## YOUR TASK
Give back exactly the lines of the data below, starting with the line that has "let default_level = match" and going on through the line that has "let data_dir = matches".

## DATA FOR THIS EXERCISE
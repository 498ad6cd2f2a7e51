//! # bikeshare
//!
//! An interactive CLI for exploring US bikeshare trip data.
//!
//! ## Overview
//!
//! bikeshare is built on top of bikesharelib. It asks for a city, a month and
//! a weekday, loads the city's trip data, and prints:
//!
//! - **Times**: the most frequent month, weekday and hour of travel
//! - **Stations**: the most popular start station, end station and trip
//! - **Duration**: total and average trip duration
//! - **Users**: user type and gender breakdowns, birth year extremes
//!
//! ## Usage
//!
//! ```bash
//! # Interactive session, data files in the current directory
//! bikeshare
//!
//! # Data files elsewhere
//! bikeshare --data-dir ~/data/bikeshare
//!
//! # Single non-interactive pass as JSON
//! bikeshare --city chicago --month march --day all --output json
//! ```

mod prompt;
mod render;
mod session;

use std::io;
use std::path::PathBuf;
use std::process::ExitCode;

use bikesharelib::{City, CityRegistry, DayFilter, MonthFilter};
use clap::{value_parser, Arg, ArgAction, ArgMatches, Command};
use tracing_subscriber::EnvFilter;

use crate::prompt::Prompter;
use crate::render::OutputMode;
use crate::session::{Preset, Session};

/// Build the clap Command structure
fn build_command() -> Command {
    Command::new("bikeshare")
        .version(env!("CARGO_PKG_VERSION"))
        .about("Explore US bikeshare trip statistics")
        .arg(
            Arg::new("data-dir")
                .short('d')
                .long("data-dir")
                .env("BIKESHARE_DATA_DIR")
                .default_value(".")
                .value_parser(value_parser!(PathBuf))
                .help("Directory holding chicago.csv, new_york_city.csv and washington.csv"),
        )
        .arg(
            Arg::new("city")
                .long("city")
                .value_parser(parse_city)
                .help("City to analyze: chicago, new york city or washington"),
        )
        .arg(
            Arg::new("month")
                .long("month")
                .value_parser(parse_month)
                .help("Month to filter by (january..december) or 'all'"),
        )
        .arg(
            Arg::new("day")
                .long("day")
                .value_parser(parse_day)
                .help("Weekday to filter by (monday..sunday) or 'all'"),
        )
        .arg(
            Arg::new("output")
                .short('o')
                .long("output")
                .default_value("text")
                .value_parser(["text", "json"])
                .help("Report format"),
        )
        .arg(
            Arg::new("verbose")
                .short('v')
                .long("verbose")
                .action(ArgAction::Count)
                .help("Log more to stderr (-v info, -vv debug)"),
        )
}

fn parse_city(value: &str) -> Result<City, String> {
    City::from_key(&value.to_lowercase()).ok_or_else(|| format!("unknown city: {value}"))
}

fn parse_month(value: &str) -> Result<MonthFilter, String> {
    MonthFilter::parse(value).ok_or_else(|| format!("unknown month: {value}"))
}

fn parse_day(value: &str) -> Result<DayFilter, String> {
    DayFilter::parse(value).ok_or_else(|| format!("unknown day: {value}"))
}

/// Install the stderr log subscriber. `RUST_LOG` wins over `-v`.
fn init_logging(verbosity: u8) {
    let default_level = match verbosity {
        0 => "warn",
        1 => "info",
        _ => "debug",
    };
    let filter =
        EnvFilter::try_from_default_env().unwrap_or_else(|_| EnvFilter::new(default_level));
    tracing_subscriber::fmt()
        .with_env_filter(filter)
        .with_writer(io::stderr)
        .with_target(false)
        .init();
}

fn run(matches: &ArgMatches) -> anyhow::Result<()> {
    let data_dir = matches
        .get_one::<PathBuf>("data-dir")
        .cloned()
        .unwrap_or_else(|| PathBuf::from("."));
    let registry = CityRegistry::with_data_dir(&data_dir);

    let preset = Preset {
        city: matches.get_one::<City>("city").copied(),
        month: matches.get_one::<MonthFilter>("month").copied(),
        day: matches.get_one::<DayFilter>("day").copied(),
    };

    let output_mode = matches
        .get_one::<String>("output")
        .map(|s| s.parse::<OutputMode>())
        .transpose()
        .map_err(anyhow::Error::msg)?
        .unwrap_or_default();

    let stdin = io::stdin();
    let stdout = io::stdout();
    let mut prompter = Prompter::new(stdin.lock(), stdout.lock());
    Session::new(&registry, preset, output_mode).run(&mut prompter)
}

fn main() -> ExitCode {
    let matches = build_command().get_matches();
    init_logging(matches.get_count("verbose"));

    match run(&matches) {
        Ok(()) => ExitCode::SUCCESS,
        Err(e) => {
            eprintln!("Error: {e:#}");
            ExitCode::FAILURE
        }
    }
}

#[cfg(test)]
mod tests {
    use super::*;

    #[test]
    fn test_command_is_valid() {
        build_command().debug_assert();
    }

    #[test]
    fn test_parses_filters_case_insensitively() {
        let matches = build_command()
            .try_get_matches_from([
                "bikeshare",
                "--city",
                "New York City",
                "--month",
                "June",
                "--day",
                "ALL",
            ])
            .unwrap();
        assert_eq!(
            matches.get_one::<City>("city").copied(),
            Some(City::NewYorkCity)
        );
        assert_eq!(
            matches.get_one::<MonthFilter>("month").copied(),
            Some(MonthFilter::Month(6))
        );
        assert_eq!(
            matches.get_one::<DayFilter>("day").copied(),
            Some(DayFilter::All)
        );
    }

    #[test]
    fn test_rejects_unknown_city() {
        assert!(build_command()
            .try_get_matches_from(["bikeshare", "--city", "boston"])
            .is_err());
    }
}
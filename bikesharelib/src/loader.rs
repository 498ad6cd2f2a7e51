//! CSV loading for city trip data.
//!
//! This module provides the entry points that turn a city's data file into a
//! [`TripTable`], deriving the hour/month/weekday columns and applying the
//! month and day filters of a [`FilterSelection`].

use std::fs::File;
use std::io::Read;
use std::path::Path;

use chrono::NaiveDateTime;
use csv::{ReaderBuilder, StringRecord};
use tracing::debug;

use crate::error::BikeshareError;
use crate::options::{CityRegistry, FilterSelection};
use crate::schema;
use crate::table::{TripRecord, TripTable};
use crate::Result;

/// Timestamp layouts accepted for `Start Time` and `End Time`.
const TIMESTAMP_FORMATS: [&str; 5] = [
    "%Y-%m-%d %H:%M:%S",
    "%Y-%m-%d %H:%M:%S%.f",
    "%Y-%m-%dT%H:%M:%S",
    "%Y-%m-%dT%H:%M:%S%.f",
    "%Y-%m-%d %H:%M",
];

/// Load the selected city's trips and apply the month and day filters.
///
/// An empty result is not an error: it means no trip matched the filters.
///
/// # Example
///
/// ```rust,ignore
/// use bikesharelib::{load_data, City, CityRegistry, FilterSelection, MonthFilter};
///
/// let registry = CityRegistry::with_data_dir("data");
/// let selection = FilterSelection::new(City::Chicago).month(MonthFilter::Month(3));
/// let table = load_data(&registry, &selection)?;
/// ```
pub fn load_data(registry: &CityRegistry, selection: &FilterSelection) -> Result<TripTable> {
    let path = registry.path(selection.city);
    let table = load_table(path)?;
    let loaded = table.len();
    let table = table.filter(selection.month, selection.day);
    debug!(
        city = selection.city.key(),
        month = selection.month.as_str(),
        day = selection.day.as_str(),
        loaded,
        kept = table.len(),
        "applied filters"
    );
    Ok(table)
}

/// Load every trip in a CSV file without filtering.
pub fn load_table(path: impl AsRef<Path>) -> Result<TripTable> {
    let path = path.as_ref();
    debug!(path = %path.display(), "opening trip data");
    let file = File::open(path).map_err(|source| BikeshareError::FileOpen {
        path: path.to_path_buf(),
        source,
    })?;
    let table = read_trips(file, path)?;
    debug!(path = %path.display(), rows = table.len(), "loaded trip data");
    Ok(table)
}

/// Header positions of the columns the loader understands.
struct ColumnIndex {
    start_time: usize,
    trip_duration: usize,
    start_station: usize,
    end_station: usize,
    end_time: Option<usize>,
    user_type: Option<usize>,
    gender: Option<usize>,
    birth_year: Option<usize>,
}

impl ColumnIndex {
    fn from_headers(headers: &StringRecord, path: &Path) -> Result<Self> {
        let find = |name: &str| headers.iter().position(|h| h.trim() == name);
        let require = |name: &str| {
            find(name).ok_or_else(|| BikeshareError::MissingColumn {
                path: path.to_path_buf(),
                column: name.to_string(),
            })
        };

        Ok(Self {
            start_time: require(schema::START_TIME)?,
            trip_duration: require(schema::TRIP_DURATION)?,
            start_station: require(schema::START_STATION)?,
            end_station: require(schema::END_STATION)?,
            end_time: find(schema::END_TIME),
            user_type: find(schema::USER_TYPE),
            gender: find(schema::GENDER),
            birth_year: find(schema::BIRTH_YEAR),
        })
    }

    fn optional_columns(&self) -> Vec<&'static str> {
        [
            (schema::END_TIME, self.end_time),
            (schema::USER_TYPE, self.user_type),
            (schema::GENDER, self.gender),
            (schema::BIRTH_YEAR, self.birth_year),
        ]
        .into_iter()
        .filter_map(|(name, idx)| idx.map(|_| name))
        .collect()
    }
}

/// Parse trips from any reader. `path` is only used in error messages.
fn read_trips<R: Read>(reader: R, path: &Path) -> Result<TripTable> {
    let csv_err = |source: csv::Error| BikeshareError::Csv {
        path: path.to_path_buf(),
        source,
    };

    let mut reader = ReaderBuilder::new().has_headers(true).from_reader(reader);
    let headers = reader.headers().map_err(csv_err)?.clone();
    let columns = ColumnIndex::from_headers(&headers, path)?;

    let mut records = Vec::new();
    for row in reader.records() {
        let row = row.map_err(csv_err)?;
        records.push(parse_record(&row, &columns, path)?);
    }

    Ok(TripTable::new(columns.optional_columns(), records))
}

fn parse_record(row: &StringRecord, columns: &ColumnIndex, path: &Path) -> Result<TripRecord> {
    let line = row.position().map(|p| p.line()).unwrap_or(0);
    let cell = move |idx: usize| row.get(idx).unwrap_or("").trim();
    let optional = move |idx: Option<usize>| {
        idx.map(cell)
            .filter(|v| !v.is_empty())
            .map(|v| v.to_string())
    };

    let start_raw = cell(columns.start_time);
    let start_time =
        parse_timestamp(start_raw).ok_or_else(|| BikeshareError::InvalidTimestamp {
            path: path.to_path_buf(),
            line,
            value: start_raw.to_string(),
        })?;

    let duration_raw = cell(columns.trip_duration);
    let trip_duration = parse_number(duration_raw).ok_or_else(|| BikeshareError::InvalidNumber {
        path: path.to_path_buf(),
        line,
        column: schema::TRIP_DURATION.to_string(),
        value: duration_raw.to_string(),
    })?;

    let birth_year = match optional(columns.birth_year) {
        Some(raw) => Some(parse_number(&raw).ok_or_else(|| BikeshareError::InvalidNumber {
            path: path.to_path_buf(),
            line,
            column: schema::BIRTH_YEAR.to_string(),
            value: raw.clone(),
        })?),
        None => None,
    };

    let mut record = TripRecord::new(
        start_time,
        cell(columns.start_station),
        cell(columns.end_station),
        trip_duration,
    );
    record.end_time = optional(columns.end_time).and_then(|v| parse_timestamp(&v));
    record.user_type = optional(columns.user_type);
    record.gender = optional(columns.gender);
    record.birth_year = birth_year;
    Ok(record)
}

/// Parse a naive timestamp in any of the accepted layouts.
pub fn parse_timestamp(value: &str) -> Option<NaiveDateTime> {
    TIMESTAMP_FORMATS
        .iter()
        .find_map(|fmt| NaiveDateTime::parse_from_str(value, fmt).ok())
}

fn parse_number(value: &str) -> Option<f64> {
    value.parse::<f64>().ok().filter(|v| v.is_finite())
}

#[cfg(test)]
mod tests {
    use super::*;
    use crate::options::{City, DayFilter, MonthFilter};
    use std::fs;
    use tempfile::tempdir;

    const CHICAGO: &str = "\
,Start Time,End Time,Trip Duration,Start Station,End Station,User Type,Gender,Birth Year
1,2017-01-02 09:07:57,2017-01-02 09:20:53,776,Canal St & Adams St,Clinton St & Madison St,Subscriber,Male,1992.0
2,2017-01-09 09:12:01,2017-01-09 09:30:00,1079,Canal St & Adams St,Clinton St & Madison St,Subscriber,Female,1985.0
3,2017-02-07 17:45:00,2017-02-07 17:50:00,300,Lake St & Wells St,Canal St & Adams St,Customer,,
";

    const WASHINGTON: &str = "\
,Start Time,End Time,Trip Duration,Start Station,End Station,User Type
1,2017-03-06 08:00:00,2017-03-06 08:10:00,600.5,14th & V St NW,Park Rd & Holmead Pl NW,Subscriber
";

    #[test]
    fn test_load_all_rows() {
        let dir = tempdir().unwrap();
        let path = dir.path().join("chicago.csv");
        fs::write(&path, CHICAGO).unwrap();

        let table = load_table(&path).unwrap();
        assert_eq!(table.len(), 3);
        assert!(table.has_column(schema::GENDER));
        assert!(table.has_column(schema::BIRTH_YEAR));

        let first = &table.records()[0];
        assert_eq!(first.hour, 9);
        assert_eq!(first.month, 1);
        assert_eq!(first.day_of_week, 0);
        assert_eq!(first.trip_duration, 776.0);
        assert_eq!(first.birth_year, Some(1992.0));
        assert!(first.end_time.is_some());

        let third = &table.records()[2];
        assert_eq!(third.gender, None);
        assert_eq!(third.birth_year, None);
    }

    #[test]
    fn test_load_data_unfiltered_matches_file() {
        let dir = tempdir().unwrap();
        fs::write(dir.path().join("chicago.csv"), CHICAGO).unwrap();
        let registry = CityRegistry::with_data_dir(dir.path());

        let table = load_data(&registry, &FilterSelection::new(City::Chicago)).unwrap();
        assert_eq!(table.len(), 3);
    }

    #[test]
    fn test_load_data_filters() {
        let dir = tempdir().unwrap();
        fs::write(dir.path().join("chicago.csv"), CHICAGO).unwrap();
        let registry = CityRegistry::with_data_dir(dir.path());

        let january = FilterSelection::new(City::Chicago).month(MonthFilter::Month(1));
        let table = load_data(&registry, &january).unwrap();
        assert_eq!(table.len(), 2);

        let tuesday = FilterSelection::new(City::Chicago).day(DayFilter::Day(1));
        let table = load_data(&registry, &tuesday).unwrap();
        assert_eq!(table.len(), 1);
        assert_eq!(table.records()[0].month, 2);
    }

    #[test]
    fn test_missing_optional_columns() {
        let dir = tempdir().unwrap();
        let path = dir.path().join("washington.csv");
        fs::write(&path, WASHINGTON).unwrap();

        let table = load_table(&path).unwrap();
        assert_eq!(table.len(), 1);
        assert!(table.has_column(schema::USER_TYPE));
        assert!(!table.has_column(schema::GENDER));
        assert!(!table.has_column(schema::BIRTH_YEAR));
        assert_eq!(table.records()[0].trip_duration, 600.5);
    }

    #[test]
    fn test_missing_file_is_an_error() {
        let dir = tempdir().unwrap();
        let registry = CityRegistry::with_data_dir(dir.path());
        let err = load_data(&registry, &FilterSelection::new(City::Washington)).unwrap_err();
        assert!(matches!(err, BikeshareError::FileOpen { .. }));
    }

    #[test]
    fn test_missing_required_column() {
        let dir = tempdir().unwrap();
        let path = dir.path().join("broken.csv");
        fs::write(&path, "Start Time,Trip Duration\n2017-01-01 00:00:00,10\n").unwrap();

        let err = load_table(&path).unwrap_err();
        match err {
            BikeshareError::MissingColumn { column, .. } => assert_eq!(column, "Start Station"),
            other => panic!("unexpected error: {other}"),
        }
    }

    #[test]
    fn test_bad_timestamp() {
        let dir = tempdir().unwrap();
        let path = dir.path().join("broken.csv");
        fs::write(
            &path,
            "Start Time,Trip Duration,Start Station,End Station\nyesterday,10,A,B\n",
        )
        .unwrap();

        let err = load_table(&path).unwrap_err();
        match err {
            BikeshareError::InvalidTimestamp { line, value, .. } => {
                assert_eq!(line, 2);
                assert_eq!(value, "yesterday");
            }
            other => panic!("unexpected error: {other}"),
        }
    }

    #[test]
    fn test_bad_duration() {
        let dir = tempdir().unwrap();
        let path = dir.path().join("broken.csv");
        fs::write(
            &path,
            "Start Time,Trip Duration,Start Station,End Station\n2017-01-01 00:00:00,long,A,B\n",
        )
        .unwrap();

        assert!(matches!(
            load_table(&path).unwrap_err(),
            BikeshareError::InvalidNumber { .. }
        ));
    }

    #[test]
    fn test_parse_timestamp_variants() {
        assert!(parse_timestamp("2017-06-23 15:09:32").is_some());
        assert!(parse_timestamp("2017-06-23 15:09:32.123").is_some());
        assert!(parse_timestamp("2017-06-23T15:09:32").is_some());
        assert!(parse_timestamp("2017-06-23 15:09").is_some());
        assert!(parse_timestamp("23/06/2017").is_none());
    }
}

## EXERCISE SOLUTION
    let default_level = match verbosity {
        0 => "warn",
        1 => "info",
        _ => "debug",
    };
    let filter =
        EnvFilter::try_from_default_env().unwrap_or_else(|_| EnvFilter::new(default_level));
    tracing_subscriber::fmt()
        .with_env_filter(filter)
        .with_writer(io::stderr)
        .with_target(false)
        .init();
}

fn run(matches: &ArgMatches) -> anyhow::Result<()> {
    let data_dir = matches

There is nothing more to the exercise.